L'incident était sur le point d'être clos. La sauvageonne, maîtrisée par ses sbires, était à présent hors d'état de nuire davantage. Lentement, Lynx Rouge s'en alla ramasser sa navaja avant de se diriger vers l'impudente donzelle. Il la saignerait lentement, en prenant le temps d'apprécier son agonie pitoyable. Cela ferait une âme inutile de moins sur ce sol ingrat. Elle était de ces vermines qui viennent vous démanger lorsque vos affaires vont si bien, de ces bestioles inoffensives et stupides, qui ne peuvent s'empêcher de déranger lorsque l'on en a le moins besoin. Ces insectes là, le Lynx les écrasait d'un grand coup de poignard.

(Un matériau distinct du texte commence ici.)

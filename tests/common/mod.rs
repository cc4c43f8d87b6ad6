//! Shared test utilities for integration tests.
//!
//! Note: `#![allow(dead_code)]` is required because each integration test file
//! compiles as a separate crate and may only use a subset of these helpers.

#![allow(dead_code)]

use std::fs::{self, File};
use std::io::Read;
use std::path::Path;

use flate2::read::GzDecoder;

/// An entry read back from a finished archive.
#[derive(Debug, Clone)]
pub struct ArchivedEntry {
    pub name: String,
    pub data: Vec<u8>,
    pub size: u64,
    pub mode: u32,
    pub mtime: u64,
}

/// Writes `entries` as files under `root`, creating parent directories.
pub fn write_tree(root: &Path, entries: &[(&str, &[u8])]) {
    for (name, data) in entries {
        let path = root.join(name);
        if let Some(parent) = path.parent() {
            fs::create_dir_all(parent).expect("Failed to create parent directory");
        }
        fs::write(&path, data).expect("Failed to write source file");
    }
}

/// Reads every entry of a gzipped tar, in archive order.
///
/// Panics if the archive is not a structurally valid `.tar.gz`.
pub fn read_archive(path: &Path) -> Vec<ArchivedEntry> {
    let file = File::open(path).expect("Failed to open archive");
    let mut archive = tar::Archive::new(GzDecoder::new(file));
    let mut out = Vec::new();
    for entry in archive.entries().expect("Failed to read archive") {
        let mut entry = entry.expect("Corrupt archive entry");
        let header = entry.header().clone();
        let name = entry
            .path()
            .expect("Invalid entry path")
            .to_string_lossy()
            .into_owned();
        let mut data = Vec::new();
        entry.read_to_end(&mut data).expect("Failed to read entry");
        out.push(ArchivedEntry {
            name,
            data,
            size: header.size().expect("Invalid size"),
            mode: header.mode().expect("Invalid mode"),
            mtime: header.mtime().expect("Invalid mtime"),
        });
    }

    // A valid gzip stream must be fully consumed with a correct trailer.
    let mut decoder = archive.into_inner();
    let mut rest = Vec::new();
    decoder
        .read_to_end(&mut rest)
        .expect("Gzip trailer is corrupt");
    out
}

/// Whether the archive's gzip stream decodes to its end with a valid trailer.
pub fn gzip_is_complete(path: &Path) -> bool {
    let file = File::open(path).expect("Failed to open archive");
    let mut rest = Vec::new();
    GzDecoder::new(file).read_to_end(&mut rest).is_ok()
}

/// Sorted entry names of an archive.
pub fn entry_names(path: &Path) -> Vec<String> {
    let mut names: Vec<String> = read_archive(path).into_iter().map(|e| e.name).collect();
    names.sort();
    names
}
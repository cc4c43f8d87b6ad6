//! Snapshot lock coordination.
//!
//! Before a data file is read it is opened and exclusively locked with
//! `flock(2)`. The lock is advisory: it only holds off writers that take the
//! same lock before writing (carbon with `WHISPER_LOCK_WRITES = True`).
//!
//! Open and lock failures reported by the operating system (permission
//! denied, file vanished, no locks available, ...) are recoverable: the file is
//! turned into a [`SkippedFile`] and the run moves on. Failures that do not
//! come from the OS, such as a path the platform cannot represent, are
//! returned as [`Error::Lock`] and end the run.

use std::fs::{File, Metadata};
use std::io;
use std::path::{Path, PathBuf};
use std::time::{Duration, Instant};

use fs2::FileExt;

use crate::enumerate::CandidateFile;
use crate::progress::CancelToken;
use crate::{Error, Result};

/// Interval between lock attempts while a file is contended.
const POLL_INTERVAL: Duration = Duration::from_millis(50);

/// How long to wait for a contended lock.
#[derive(Debug, Clone, Copy, PartialEq, Eq, Default)]
pub enum LockWait {
    /// Wait until the lock is granted or the run is cancelled.
    #[default]
    Blocking,
    /// Give up after the duration and skip the file.
    Timeout(Duration),
}

/// A data file that was left out of the archive.
#[derive(Debug, Clone, PartialEq, Eq)]
pub struct SkippedFile {
    /// Path of the file as reached by the walk.
    pub path: PathBuf,
    /// The entry name the file would have had.
    pub entry_name: String,
    /// Why it was skipped.
    pub reason: String,
}

/// Result of trying to lock one candidate.
#[derive(Debug)]
pub enum LockOutcome {
    /// The file is open and exclusively locked.
    Locked(LockedHandle),
    /// The file could not be opened or locked and should be skipped.
    Skipped(SkippedFile),
}

/// An open read handle holding an exclusive lock on its file.
///
/// The lock is released when the handle is dropped.
#[derive(Debug)]
pub struct LockedHandle {
    file: File,
    path: PathBuf,
}

impl LockedHandle {
    /// Opens `path` for reading and takes an exclusive lock on it.
    ///
    /// Returns [`Error::Cancelled`] if `cancel` fires while the lock is
    /// contended. Any other error is the raw open or lock failure wrapped in
    /// [`Error::Lock`]; use [`lock_candidate`] for the skip-or-fail policy.
    pub fn acquire(path: &Path, wait: LockWait, cancel: &CancelToken) -> Result<Self> {
        let lock_error = |source| Error::Lock {
            path: path.to_path_buf(),
            source,
        };

        let file = File::open(path).map_err(lock_error)?;
        let started = Instant::now();

        loop {
            match FileExt::try_lock_exclusive(&file) {
                Ok(()) => break,
                Err(e) if is_contended(&e) => {
                    if cancel.is_cancelled() {
                        return Err(Error::Cancelled);
                    }
                    if let LockWait::Timeout(limit) = wait {
                        if started.elapsed() >= limit {
                            return Err(lock_error(io::Error::new(
                                io::ErrorKind::TimedOut,
                                format!("lock still held after {limit:?}"),
                            )));
                        }
                    }
                    std::thread::sleep(POLL_INTERVAL);
                }
                Err(e) => return Err(lock_error(e)),
            }
        }

        Ok(Self {
            file,
            path: path.to_path_buf(),
        })
    }

    /// Path of the locked file.
    pub fn path(&self) -> &Path {
        &self.path
    }

    /// Metadata of the open handle (`fstat`).
    pub fn metadata(&self) -> io::Result<Metadata> {
        self.file.metadata()
    }

    /// The underlying file, positioned wherever the last read left it.
    pub fn file_mut(&mut self) -> &mut File {
        &mut self.file
    }

    /// Releases the lock and closes the handle.
    pub fn release(self) -> io::Result<()> {
        FileExt::unlock(&self.file)
    }
}

impl Drop for LockedHandle {
    fn drop(&mut self) {
        // Closing the descriptor drops the flock as well; unlocking first
        // keeps the release independent of other descriptors of the file.
        let _ = FileExt::unlock(&self.file);
    }
}

/// Opens and locks a candidate, classifying failures.
///
/// OS-reported failures and lock timeouts become [`LockOutcome::Skipped`].
/// Cancellation is returned as [`Error::Cancelled`]; anything else as
/// [`Error::Lock`].
pub fn lock_candidate(
    candidate: &CandidateFile,
    wait: LockWait,
    cancel: &CancelToken,
) -> Result<LockOutcome> {
    match LockedHandle::acquire(&candidate.path, wait, cancel) {
        Ok(handle) => Ok(LockOutcome::Locked(handle)),
        Err(Error::Lock { path, source }) if is_recoverable(&source) => {
            Ok(LockOutcome::Skipped(SkippedFile {
                path,
                entry_name: candidate.entry_name(),
                reason: source.to_string(),
            }))
        }
        Err(e) => Err(e),
    }
}

fn is_contended(error: &io::Error) -> bool {
    error.kind() == io::ErrorKind::WouldBlock
        || error.raw_os_error() == fs2::lock_contended_error().raw_os_error()
}

fn is_recoverable(error: &io::Error) -> bool {
    error.raw_os_error().is_some() || error.kind() == io::ErrorKind::TimedOut
}
//! Progress spinner for the CLI.

use indicatif::{ProgressBar, ProgressStyle};
use std::time::Duration;
use whisper_archive::{BackupProgress, SkippedFile};

/// Spinner showing the entry being archived and a running count.
pub struct CliProgress {
    bar: ProgressBar,
    enabled: bool,
}

impl CliProgress {
    /// Creates a new progress display; hidden unless `enabled`
    pub fn new(enabled: bool) -> Self {
        let bar = if enabled {
            let pb = ProgressBar::new_spinner();
            pb.set_style(
                ProgressStyle::default_spinner()
                    .template("{spinner:.green} [{elapsed_precise}] {pos} files {wide_msg}")
                    .unwrap_or_else(|_| ProgressStyle::default_spinner()),
            );
            pb.enable_steady_tick(Duration::from_millis(100));
            pb
        } else {
            ProgressBar::hidden()
        };

        Self { bar, enabled }
    }

    /// Finishes the progress display
    pub fn finish(&self) {
        if self.enabled {
            self.bar.finish_and_clear();
        }
    }

    /// Finishes with a custom message
    pub fn abandon(&self, msg: impl Into<String>) {
        if self.enabled {
            self.bar.abandon_with_message(msg.into());
        }
    }
}

impl BackupProgress for CliProgress {
    fn on_entry_start(&mut self, entry_name: &str, _size: u64) {
        if !self.enabled {
            return;
        }

        // Truncate long names
        let display_name = if entry_name.chars().count() > 60 {
            let tail: String = entry_name
                .chars()
                .rev()
                .take(57)
                .collect::<Vec<_>>()
                .into_iter()
                .rev()
                .collect();
            format!("...{}", tail)
        } else {
            entry_name.to_string()
        };
        self.bar.set_message(display_name);
    }

    fn on_entry_complete(&mut self, _entry_name: &str, _bytes: u64) {
        self.bar.inc(1);
    }

    fn on_skip(&mut self, skipped: &SkippedFile) {
        if self.enabled {
            self.bar
                .println(format!("skipped {}: {}", skipped.entry_name, skipped.reason));
        }
    }
}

Imperturbable à présent, il saisit la chevelure en bataille de la huguenote et fit violemment basculer sa tête vers l'arrière, de sorte que sa gorge palpitante se révèle tout à fait. Humant avec délectation l'odeur de sang qui émanait de ce cou qu'il allait ouvrir sous peu, le Lynx, d'un geste grave et lent, approcha son coutel de la chair tel un prêtre s'apprêtant à sacrifier.


"Eh oui, ma jolie ! , lui chuchota-t-il à l'oreille, tu aurais mieux fait de rester sagement sous ton toit ce soir".

Un de ses hommes, désireux de faire du zèle auprès de son maître, approcha de lui sa torche pour qu'il puisse admirer à loisir son odieux sacrifice. La lueur du flambeau éclaira un instant le visage effrayé de cette femme que le Lynx connaissait bien. Fort heureusement, le masque du Lynx dissimula l'expression de surprise que ce dernier ne put s'empêcher de manifester. Se reprenant promptement, il s'exclama tout haut :

"Hé bien, mignotte, tu nous cachais ton visage et ton corps de puterelle ! il serait fort dommageable que j'exécute ainsi un si joli minois. Ta peine serait trop douce si je t'égorgeais maintenant. Non, tu mérites encore moins que ça. Je te convie céans à assister à une dernière petite cérémonie pour tes amis les cadavres."

Il pointa de son gant rouge, les deux corps sanguinolents des Vallier.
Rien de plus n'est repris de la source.